Now I’ve been writing about this brand for almost two decades and have seen some real ups and downs. But throughout all that time, whether it was doing well or not-so-well, it never, ever hit the fashion influencer bullseye… until recently.
Enter Maria Grazia Chiuri and Pierpaolo Piccioli a few years back. When they took over the creative helm, they didn’t seem like they’d set the world on fire. They seemed like a couple who’d just produce beautiful clothes that rich women would love but the rest of us wouldn’t actually care about.
How wrong can you be? There’s been a lot of talk lately about Alessandro Michele driving the boho-meets-romantic-meets-mash-up trend. But MGC and PP got there first. Their style is a little less mashed than Michele’s, but it’s a style that’s hugely influential.
And in an age when secondary lines are being cancelled/consolidated by luxury firms, Valentino is going its own way. The MGC/PP influencer umbrella effect also reaches to Red Valentino (and hey, even I can afford that, albeit 18 months later when the clothes appear on discount site yoox.com!)
WWD reported this morning that revenues rose 48% last year. Wow. They reach €987m or a billion-plus ($1.09bn) in dollar terms, which means they’re going to top a billion euros too some time soon because double-digit growth is predicted to continue this year.

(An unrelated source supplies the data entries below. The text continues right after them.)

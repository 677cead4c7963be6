use assert_cmd::prelude::*;
use predicates::str::contains;
use std::process::Command;

#[test]
fn runs_without_arguments() {
    let mut cmd = Command::cargo_bin("rv64sim").unwrap();
    cmd.assert().success();
}

#[test]
fn runs_add_program() {
    let mut cmd = Command::cargo_bin("rv64sim").unwrap();
    cmd.arg("run").arg("tests/files/add.s").arg("--minimal");

    cmd.assert()
        .success()
        .stdout(contains("Executed addi x10, x0, 5 ; PC = 0x00000000"))
        .stdout(contains("Executed add x12, x10, x11 ; PC = 0x00000008"))
        .stdout(contains("x12 = 0x0000000000000008"))
        .stdout(contains("x0 = 0x0000000000000000"));
}

#[test]
fn runs_loop_to_completion() {
    let mut cmd = Command::cargo_bin("rv64sim").unwrap();
    cmd.arg("run").arg("tests/files/loop.s").arg("--minimal");

    cmd.assert()
        .success()
        .stdout(contains("Executed bne a0, x0, loop ; PC = 0x00000008"))
        .stdout(contains("x10 = 0x0000000000000000"))
        .stdout(contains("x11 = 0x0000000000000001"));
}

#[test]
fn loads_data_section() {
    let mut cmd = Command::cargo_bin("rv64sim").unwrap();
    cmd.arg("run").arg("tests/files/data.s").arg("--minimal");

    cmd.assert()
        .success()
        .stdout(contains("x5 = 0x0000000000010000"))
        .stdout(contains("x6 = 0x0000000012345678"))
        .stdout(contains("x7 = 0x0000000000000001"));
}

#[test]
fn reports_execution_fault() {
    let mut cmd = Command::cargo_bin("rv64sim").unwrap();
    cmd.arg("run").arg("tests/files/fault.s").arg("--minimal");

    cmd.assert()
        .failure()
        .stdout(contains("Executed lui t0, 0x90 ; PC = 0x00000000"))
        .stdout(contains("x7 = 0x0000000000000000"))
        .stderr(contains("run::fault"));
}

#[test]
fn checks_valid_file() {
    let mut cmd = Command::cargo_bin("rv64sim").unwrap();
    cmd.arg("check").arg("tests/files/loop.s");

    cmd.assert().success().stderr(contains("Success"));
}

#[test]
fn rejects_duplicate_label() {
    let mut cmd = Command::cargo_bin("rv64sim").unwrap();
    cmd.arg("check").arg("tests/files/duplicate.s").arg("--minimal");

    cmd.assert()
        .failure()
        .stderr(contains("load::duplicate_label"));
}

#[test]
fn rejects_missing_file() {
    let mut cmd = Command::cargo_bin("rv64sim").unwrap();
    cmd.arg("run").arg("tests/files/missing.s").arg("--minimal");

    cmd.assert().failure().stderr(contains("load::io"));
}

#[test]
fn permissive_flag_skips_unknown_opcodes() {
    let mut cmd = Command::cargo_bin("rv64sim").unwrap();
    cmd.arg("check").arg("tests/files/unknown.s").arg("--minimal");
    cmd.assert().failure().stderr(contains("decode::instruction"));

    let mut cmd = Command::cargo_bin("rv64sim").unwrap();
    cmd.arg("run")
        .arg("tests/files/unknown.s")
        .arg("--minimal")
        .arg("--permissive");
    cmd.assert()
        .success()
        .stdout(contains("Executed ecall ; PC = 0x00000004"))
        .stdout(contains("x1 = 0x0000000000000002"));
}

#[test]
fn reports_fault_status() {
    let mut cmd = Command::cargo_bin("rv64sim").unwrap();
    cmd.arg("run").arg("tests/files/fault.s");

    cmd.assert().failure().stderr(contains("Faulted"));
}

#[test]
fn runs_assembler_style_source() {
    let mut cmd = Command::cargo_bin("rv64sim").unwrap();
    cmd.arg("run").arg("tests/files/assembler.s").arg("--minimal");

    cmd.assert()
        .success()
        .stdout(contains("Executed bne t0, x0, 1 ; PC = 0x00000008"))
        .stdout(contains("x5 = 0x0000000000000000"));
}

CEO Stefano Sassi said that when Qatari-based Mayhoola for Investments took control of the company in 2012, turnover was €370m and the team had a goal of €1bn in five years.

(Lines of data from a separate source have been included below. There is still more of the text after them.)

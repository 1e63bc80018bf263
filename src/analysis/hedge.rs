use serde::Serialize;
use thiserror::Error;

/// Index points per contract for the benchmark future.
pub const DEFAULT_CONTRACT_MULTIPLIER: f64 = 300.0;

#[derive(Debug, Clone, PartialEq, Error)]
pub enum HedgeError {
    #[error("Futures price must be positive, got {0}")]
    NonPositiveFuturesPrice(f64),
    #[error("Exposure notional must be positive, got {0}")]
    NonPositiveNotional(f64),
    #[error("Contract multiplier must be positive, got {0}")]
    NonPositiveMultiplier(f64),
    #[error("Non-finite hedge input")]
    NonFinite,
    #[error("Contract count {0} does not fit in an i64")]
    Overflow(f64),
}

pub type Result<T> = std::result::Result<T, HedgeError>;

#[derive(Debug, Clone, Copy, PartialEq, Serialize)]
pub struct HedgeResult {
    /// Truncated toward zero; negative for a negative beta
    pub contracts: i64,
    /// Notional covered by the contracts at the given futures price
    pub hedge_notional: f64,
    pub residual_beta: f64,
}

#[derive(Debug, Clone, Copy)]
pub struct HedgeCalculator {
    contract_multiplier: f64,
}

impl Default for HedgeCalculator {
    fn default() -> Self {
        Self {
            contract_multiplier: DEFAULT_CONTRACT_MULTIPLIER,
        }
    }
}

impl HedgeCalculator {
    pub fn new(contract_multiplier: f64) -> Result<Self> {
        if !contract_multiplier.is_finite() || contract_multiplier <= 0.0 {
            return Err(HedgeError::NonPositiveMultiplier(contract_multiplier));
        }
        Ok(Self {
            contract_multiplier,
        })
    }

    /// Sizes the futures hedge for `beta` on `exposure_notional` and reports the beta
    /// left over after truncating to whole contracts.
    pub fn compute(
        &self,
        beta: f64,
        exposure_notional: f64,
        futures_price: f64,
    ) -> Result<HedgeResult> {
        if !beta.is_finite() || !exposure_notional.is_finite() || !futures_price.is_finite() {
            return Err(HedgeError::NonFinite);
        }
        if futures_price <= 0.0 {
            return Err(HedgeError::NonPositiveFuturesPrice(futures_price));
        }
        if exposure_notional <= 0.0 {
            return Err(HedgeError::NonPositiveNotional(exposure_notional));
        }

        let contract_value = futures_price * self.contract_multiplier;
        let raw = (beta * exposure_notional / contract_value).trunc();
        if raw.abs() >= i64::MAX as f64 {
            return Err(HedgeError::Overflow(raw));
        }
        let contracts = raw as i64;

        let hedge_notional = contracts as f64 * self.contract_multiplier * futures_price;
        let residual_beta = beta - hedge_notional / exposure_notional;

        Ok(HedgeResult {
            contracts,
            hedge_notional,
            residual_beta,
        })
    }
}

“The one-billion figure is symbolic; we have arrived at a dimension and critical mass that the brand did not have, with significant cash and profitability,” he said.
It’s a shame we won’t have a chance to buy a slice of the pie before 2017 as he also ruled out an IPO before that date due to unfavourable conditions (even for power brands like this, the markets are pretty tough).
On the earnings front though, all is rosy. The company made Ebitda of €180.2m last year, up from €98.5m a year earlier.
So how did it achieve an almost-doubling in profits? Comparable sales up a storming 20%… organic growth in all markets… retail revenue accounting for 55% of sales… accessories representing half of total sales… and a growing menswear business that accounted for 10% of sales last year.
The company will continue to open new stores in a controlled way (a Bond Street, London store is due this month so I can at least press my face against the window some time soon).
Interestingly, just as the company is going against the trend with its lower-price Red Valentino line, it’s also bucking the trend with major support for wholesale. It’s increasing its presence “in top-quality boutiques,” Sassi told WWD.